If you want to find all elements in the array that match the pattern, the grep builtin in Perl is your friend.

my @matches = grep { /$stream_s/ } @astreams;

This will try to match each element against the pattern /$stream_s/ and let through only the ones that contain $stream_s. Those end up in your new array.

If you want to reverse this and find all the elements in @astreams that do not match a certain pattern, you just negate the match.

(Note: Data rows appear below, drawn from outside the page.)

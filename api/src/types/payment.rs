use super::{PaymentId, TicketId, TicketTypeId};
use chrono::{DateTime, Utc};
use serde::{Deserialize, Serialize};

/// How the attendee pays
#[derive(Debug, Clone, Copy, Default, PartialEq, Eq, Serialize, Deserialize)]
#[serde(rename_all = "SCREAMING_SNAKE_CASE")]
pub enum PaymentMethod {
    /// Debit or credit card
    Card,
    /// Mobile money wallet
    MobileWallet,
    /// Bank transfer
    BankTransfer,
    /// Method this client does not know
    #[default]
    #[serde(other)]
    Unknown,
}

/// Settlement state of a payment
#[derive(Debug, Clone, Copy, Default, PartialEq, Eq, Serialize, Deserialize)]
#[serde(rename_all = "SCREAMING_SNAKE_CASE")]
pub enum PaymentStatus {
    /// Created, provider not contacted yet
    Pending,
    /// Provider is settling
    Processing,
    /// Money captured, tickets issued
    Completed,
    /// Provider declined
    Failed,
    /// Attendee abandoned the payment
    Cancelled,
    /// Money returned
    Refunded,
    /// Status this client does not know
    #[default]
    #[serde(other)]
    Unknown,
}

impl PaymentStatus {
    /// Whether settlement is over: completed, failed or cancelled
    #[must_use]
    pub const fn is_terminal(self) -> bool {
        matches!(self, Self::Completed | Self::Failed | Self::Cancelled)
    }
}

/// A payment
#[derive(Debug, Clone, PartialEq, Serialize, Deserialize)]
#[serde(rename_all = "camelCase")]
pub struct Payment {
    /// Identifier
    pub id: PaymentId,
    /// Amount charged
    pub amount: f64,
    /// ISO currency code
    #[serde(default)]
    pub currency: String,
    /// Method
    #[serde(default)]
    pub method: PaymentMethod,
    /// Settlement state
    #[serde(default)]
    pub status: PaymentStatus,
    /// Tickets issued for this payment
    #[serde(default)]
    pub ticket_ids: Vec<TicketId>,
    /// Creation time
    pub created_at: Option<DateTime<Utc>>,
    /// Reference at the payment provider
    pub provider_reference: Option<String>,
}

/// Body for starting a payment
#[derive(Debug, Clone, PartialEq, Eq, Serialize, Deserialize)]
#[serde(rename_all = "camelCase")]
pub struct InitiatePaymentRequest {
    /// Tier to buy
    pub ticket_type_id: TicketTypeId,
    /// How many
    pub quantity: u32,
    /// Method
    pub method: PaymentMethod,
    /// Where the provider sends the attendee back to
    #[serde(skip_serializing_if = "Option::is_none")]
    pub return_url: Option<String>,
}

/// A started payment
#[derive(Debug, Clone, PartialEq, Serialize, Deserialize)]
#[serde(rename_all = "camelCase")]
pub struct PaymentInitiation {
    /// The payment record
    pub payment: Payment,
    /// Provider page to complete the payment on
    pub redirect_url: Option<String>,
}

my @not_matched = grep { ! /$stream_s/ } @astreams;

Here's a full example:

use strict;
use warnings;
use Data::Dumper;

my @astreams = qw(
    jatm5_INT jatm5_APPL jatm5_JAVA
    jatm5_RLS jatm5_EDAG jatm5_REC
    5_ASDF
);

my $stream_s = 'jat';

my @not_matched = grep { !/$stream_s/ } @astreams;

print Dumper \@not_matched;

This will output

$VAR1 = [
          '5_ASDF'
        ];

To just do something if any of them doesn't match, but you don't care which one that is, you can use grep inside an if, where its return value will be evaluated in scalar context. That means, the if will look at the number of elements returned by grep. If that is not 0, it is considered a true value and the check passes and the block will be entered.

if ( grep { /$stream_s/ } @astreams ) {
    # we found a match, do stuff
} else {
    # no match, do something else
}

You can of course also turn that around. All three forms below are equivalent.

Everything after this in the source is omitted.